Adeline menarik napas panjang dan mengembuskannya perlahan. Dia tidak bisa membantah lagi dan memilih menurutinya.
"Berbaring telungkup!" perintahnya lagi.
"Dasar Tuan Perintah!" Adeline menggerutu.
"Aku mendengarnya," ucap Leo membuat Adeline menunduk takut.
Adeline menuruti perintah Leo. Dia berbaring di ranjang dengan posisi telungkup. Tiba-tiba Leo melakukan gerakan yang membuatnya terkejut. Reflek dia bangkit dan memelototi pria itu.
"Apa yang kamu lakukan?" tanya Adeline sedikit berteriak. "Kamu pikir, aku wanita seperti itu?!"
"Memang kamu wanita seperti apa?" tanya Leo dengan santai.
"Isshhhh .... Kamu itu sangat menyebalkan! Kenapa kamu menyingkap celana ku?"
Leo memerlihatkan sebuah salep di tangan. "Aku ingin mengobati luka memar di pahamu," ucapnya santai.
Deg!
Adeline terdiam. Sejak tadi pikirannya selalu saja mengarah ke hal yang seperti itu.
"Otak kotor!" ujar Leo.
Mulut Adeline terbuka lebar karena terkejut mendengar perkataan yang Leo ucapkan untuknya. Mengatai dirinya memiliki otak yang kotor karena sejak tadi berpikir ke hal yang seperti itu.
"Berbaring dengan benar supaya aku bisa mengobati memar di pahamu. Memang kamu mau memiliki bekas luka memar di tubuh yang kamu banggakan itu?" ucapan Leo berhasil membuat Adeline menurut. Wanita itu kembali berbaring menelungkup dengan dagu yang bertopang pada sebuah bantal.
Adeline merasakan jemari Leo yang besar mulai menyingkap celana pendek yang dia kenakan. Membuat kulit putih yang selalu dia rawat terlihat di depan mata pria itu.
Sesaat tidak ada yang Adeline rasakan. Hanya embusan angin dari penghangat ruangan yang dirasakan kulitnya yang lembut.
"Hei! Kamu jadi mengobatiku tidak?" tanya Adeline ketika Leo tak kunjung mengoleskan obat memar di pahanya.

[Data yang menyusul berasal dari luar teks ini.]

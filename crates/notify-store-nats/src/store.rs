// crates/notify-store-nats/src/store.rs
// ============================================================================
// Module: NATS Counter Store
// Description: CounterStore over a JetStream key-value bucket.
// Purpose: Persist counters durably with an idempotent bucket bootstrap.
// Dependencies: notify-core, bytes, tracing
// ============================================================================

//! ## Overview
//! `init` connects, derives the bucket's stream name (`KV_<bucket>`), and
//! creates the bucket only when that stream is absent. A creation failure is
//! tolerated when a concurrent starter created the bucket first, so the
//! sequence is safe on every process start.
//!
//! Values are base-10 ASCII integers. Increments use revision-checked
//! compare-and-swap so concurrent dispatch workers never lose an update.

// ============================================================================
// SECTION: Imports
// ============================================================================

use std::sync::Arc;
use std::sync::RwLock;
use std::time::Duration;

use async_trait::async_trait;
use bytes::Bytes;
use notify_core::AddSemantics;
use notify_core::CounterStore;
use notify_core::StorageError;
use tracing::debug;
use tracing::info;

use crate::broker::BrokerConnector;
use crate::broker::BucketSpec;
use crate::broker::JetStreamConnector;
use crate::broker::KvBroker;

// ============================================================================
// SECTION: Constants
// ============================================================================

/// Prefix JetStream uses for key-value bucket streams.
pub const STREAM_PREFIX: &str = "KV_";
/// Replica count for the bucket.
pub const BUCKET_REPLICAS: usize = 1;
/// Revisions retained per key.
pub const BUCKET_HISTORY: i64 = 3;
/// Description attached to the bucket.
pub const BUCKET_DESCRIPTION: &str = "notify counter bucket";
/// Compare-and-swap attempts before an increment gives up.
const MAX_CAS_ATTEMPTS: usize = 16;

// ============================================================================
// SECTION: Config
// ============================================================================

/// Configuration for the NATS counter store.
#[derive(Debug, Clone, PartialEq, Eq)]
pub struct NatsStoreConfig {
    /// Server URL.
    pub addr: String,
    /// Bucket name.
    pub bucket: String,
    /// Connection timeout in milliseconds.
    pub connect_timeout_ms: u64,
    /// Behavior of `add`.
    pub add_semantics: AddSemantics,
}

impl NatsStoreConfig {
    /// Returns the bucket creation parameters.
    #[must_use]
    pub fn bucket_spec(&self) -> BucketSpec {
        BucketSpec {
            bucket: self.bucket.clone(),
            description: BUCKET_DESCRIPTION.to_string(),
            replicas: BUCKET_REPLICAS,
            history: BUCKET_HISTORY,
        }
    }
}

/// Derives the stream name backing `bucket`.
#[must_use]
pub fn stream_name(bucket: &str) -> String {
    format!("{STREAM_PREFIX}{bucket}")
}

// ============================================================================
// SECTION: Codec
// ============================================================================

/// Encodes a counter as base-10 ASCII.
#[must_use]
pub fn encode_counter(value: i64) -> Bytes {
    Bytes::from(value.to_string())
}

/// Decodes a base-10 ASCII counter.
///
/// # Errors
///
/// Returns [`StorageError::Decode`] for non-UTF-8 or non-integer values.
pub fn decode_counter(key: &str, raw: &[u8]) -> Result<i64, StorageError> {
    let text = std::str::from_utf8(raw).map_err(|_| StorageError::Decode {
        key: key.to_string(),
        message: "value is not utf-8".to_string(),
    })?;
    text.trim().parse::<i64>().map_err(|err| StorageError::Decode {
        key: key.to_string(),
        message: format!("{err}: {text:?}"),
    })
}

// ============================================================================
// SECTION: Store
// ============================================================================

/// Connection lifecycle.
enum BrokerState {
    /// `init` has not succeeded yet.
    Disconnected,
    /// Connected and bucket ensured.
    Ready(Arc<dyn KvBroker>),
    /// `close` was called.
    Closed,
}

/// Counter store backed by a JetStream key-value bucket.
pub struct NatsCounterStore {
    /// Store configuration.
    config: NatsStoreConfig,
    /// Opens broker connections.
    connector: Arc<dyn BrokerConnector>,
    /// Current connection.
    state: RwLock<BrokerState>,
}

impl NatsCounterStore {
    /// Creates a store that connects to NATS on `init`.
    #[must_use]
    pub fn new(config: NatsStoreConfig) -> Self {
        let connector = JetStreamConnector {
            addr: config.addr.clone(),
            timeout: Duration::from_millis(config.connect_timeout_ms),
        };
        Self::with_connector(config, Arc::new(connector))
    }

    /// Creates a store with an explicit connector.
    #[must_use]
    pub fn with_connector(config: NatsStoreConfig, connector: Arc<dyn BrokerConnector>) -> Self {
        Self {
            config,
            connector,
            state: RwLock::new(BrokerState::Disconnected),
        }
    }

    /// Returns the store configuration.
    #[must_use]
    pub const fn config(&self) -> &NatsStoreConfig {
        &self.config
    }

    /// Returns the connected broker.
    fn broker(&self) -> Result<Arc<dyn KvBroker>, StorageError> {
        let guard = self
            .state
            .read()
            .map_err(|_| StorageError::Operation("state lock poisoned".to_string()))?;
        match &*guard {
            BrokerState::Ready(broker) => Ok(Arc::clone(broker)),
            BrokerState::Disconnected => {
                Err(StorageError::Connection("store not initialized".to_string()))
            }
            BrokerState::Closed => Err(StorageError::Closed),
        }
    }

    /// Replaces the connection state, returning the previous one.
    fn replace_state(&self, next: BrokerState) -> Result<BrokerState, StorageError> {
        let mut guard = self
            .state
            .write()
            .map_err(|_| StorageError::Operation("state lock poisoned".to_string()))?;
        Ok(std::mem::replace(&mut *guard, next))
    }

    /// Ensures the bucket exists, creating it at most once.
    async fn ensure_bucket(&self, broker: &dyn KvBroker) -> Result<(), StorageError> {
        let stream = stream_name(&self.config.bucket);
        if broker.stream_exists(&stream).await? {
            debug!(bucket = %self.config.bucket, stream = %stream, "counter bucket exists");
            return Ok(());
        }
        let spec = self.config.bucket_spec();
        match broker.create_bucket(&spec).await {
            Ok(()) => {
                info!(
                    bucket = %spec.bucket,
                    replicas = spec.replicas,
                    history = spec.history,
                    "created counter bucket"
                );
                Ok(())
            }
            Err(err) => {
                if matches!(broker.stream_exists(&stream).await, Ok(true)) {
                    debug!(bucket = %spec.bucket, "counter bucket created by another starter");
                    Ok(())
                } else {
                    Err(err)
                }
            }
        }
    }
}

#[async_trait]
impl CounterStore for NatsCounterStore {
    async fn init(&self) -> Result<(), StorageError> {
        let broker = match self.broker() {
            Ok(broker) => broker,
            Err(_) => self.connector.connect().await?,
        };
        self.ensure_bucket(broker.as_ref()).await?;
        self.replace_state(BrokerState::Ready(broker))?;
        info!(addr = %self.config.addr, bucket = %self.config.bucket, "counter store ready");
        Ok(())
    }

    async fn close(&self) -> Result<(), StorageError> {
        match self.replace_state(BrokerState::Closed)? {
            BrokerState::Ready(broker) => {
                broker.close().await?;
                info!(bucket = %self.config.bucket, "counter store closed");
                Ok(())
            }
            BrokerState::Disconnected | BrokerState::Closed => Ok(()),
        }
    }

    async fn try_set(&self, key: &str, value: i64) -> Result<(), StorageError> {
        let broker = self.broker()?;
        broker.put(&self.config.bucket, key, encode_counter(value)).await?;
        Ok(())
    }

    async fn try_get(&self, key: &str) -> Result<i64, StorageError> {
        let broker = self.broker()?;
        let entry = broker
            .entry(&self.config.bucket, key)
            .await?
            .ok_or_else(|| StorageError::NotFound(key.to_string()))?;
        decode_counter(key, &entry.value)
    }

    async fn try_increment(&self, key: &str, delta: i64) -> Result<i64, StorageError> {
        let broker = self.broker()?;
        let bucket = &self.config.bucket;
        for attempt in 0..MAX_CAS_ATTEMPTS {
            let written = match broker.entry(bucket, key).await? {
                None => broker.create(bucket, key, encode_counter(delta)).await?.map(|_| delta),
                Some(entry) => {
                    let next = decode_counter(key, &entry.value)?.saturating_add(delta);
                    broker
                        .update(bucket, key, encode_counter(next), entry.revision)
                        .await?
                        .map(|_| next)
                }
            };
            if let Some(value) = written {
                return Ok(value);
            }
            debug!(key, attempt, "counter increment lost a revision race; retrying");
        }
        Err(StorageError::Operation(format!(
            "increment of {key} exceeded {MAX_CAS_ATTEMPTS} attempts"
        )))
    }

    fn add_semantics(&self) -> AddSemantics {
        self.config.add_semantics
    }
}

// ============================================================================
// SECTION: Tests
// ============================================================================

#[cfg(test)]
mod tests {
    #![allow(clippy::unwrap_used, clippy::expect_used, reason = "Test-only assertions.")]

    use super::*;

    #[test]
    fn stream_name_uses_kv_prefix() {
        assert_eq!(stream_name("notify"), "KV_notify");
    }

    #[test]
    fn codec_round_trips_extremes() {
        for value in [i64::MIN, -1, 0, 42, i64::MAX] {
            assert_eq!(decode_counter("k", &encode_counter(value)).unwrap(), value);
        }
    }

    #[test]
    fn decode_rejects_garbage() {
        let err = decode_counter("k", b"twelve").unwrap_err();
        assert!(matches!(err, StorageError::Decode { .. }));
        let err = decode_counter("k", &[0xff, 0xfe]).unwrap_err();
        assert!(err.to_string().contains("utf-8"));
    }

    #[test]
    fn bucket_spec_uses_fixed_parameters() {
        let config = NatsStoreConfig {
            addr: "nats://127.0.0.1:4222".to_string(),
            bucket: "notify".to_string(),
            connect_timeout_ms: 1_000,
            add_semantics: AddSemantics::Increment,
        };
        let spec = config.bucket_spec();
        assert_eq!(spec.replicas, 1);
        assert_eq!(spec.history, 3);
        assert_eq!(spec.description, BUCKET_DESCRIPTION);
    }
}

Beberapa saat setelah itu, barulah Adeline merasakan jemari panjang Leo di paha belakangnya.
Dengan lembut Leo mengoleskan salep di paha Adeline yang halus. Membuat wanita itu terbuai merasakan kelembutan yang Leo berikan.
Cukup lama Leo mengoleskan obat sampai secara tidak sadar pria itu pun juga menikmati menyentuh kaki Adeline.
Leo menggelengkan kepala,menepis segala pikiran kotor yang tiba-tiba hadir di kepala. Dia bukan pria tidak berpendidikan yang mengambil kesempatan di dalam kesempitan. Dia tidak akan berbuat hal seperti itu pada seorang wanita.
Bersamaan dengan itu, terdengar suara dengkuran halus. Leo bangkit dan melihat Adeline yang sudah tertidur.
Tersenyum kemudian dia membereskan kotak obat dan menaruhnya di atas nakas. Membenarkan posisi tidur Adeline dan melihat wajahnya yang polos ketika sedang tertidur.
Sesaat Leo terdiam, dia menggelengkan kepala dan menepis segala pikiran kotor. Leo memilih untuk bangkit dan pergi dari sana sebelum terjadi sesuatu yang memang sangat diinginkan.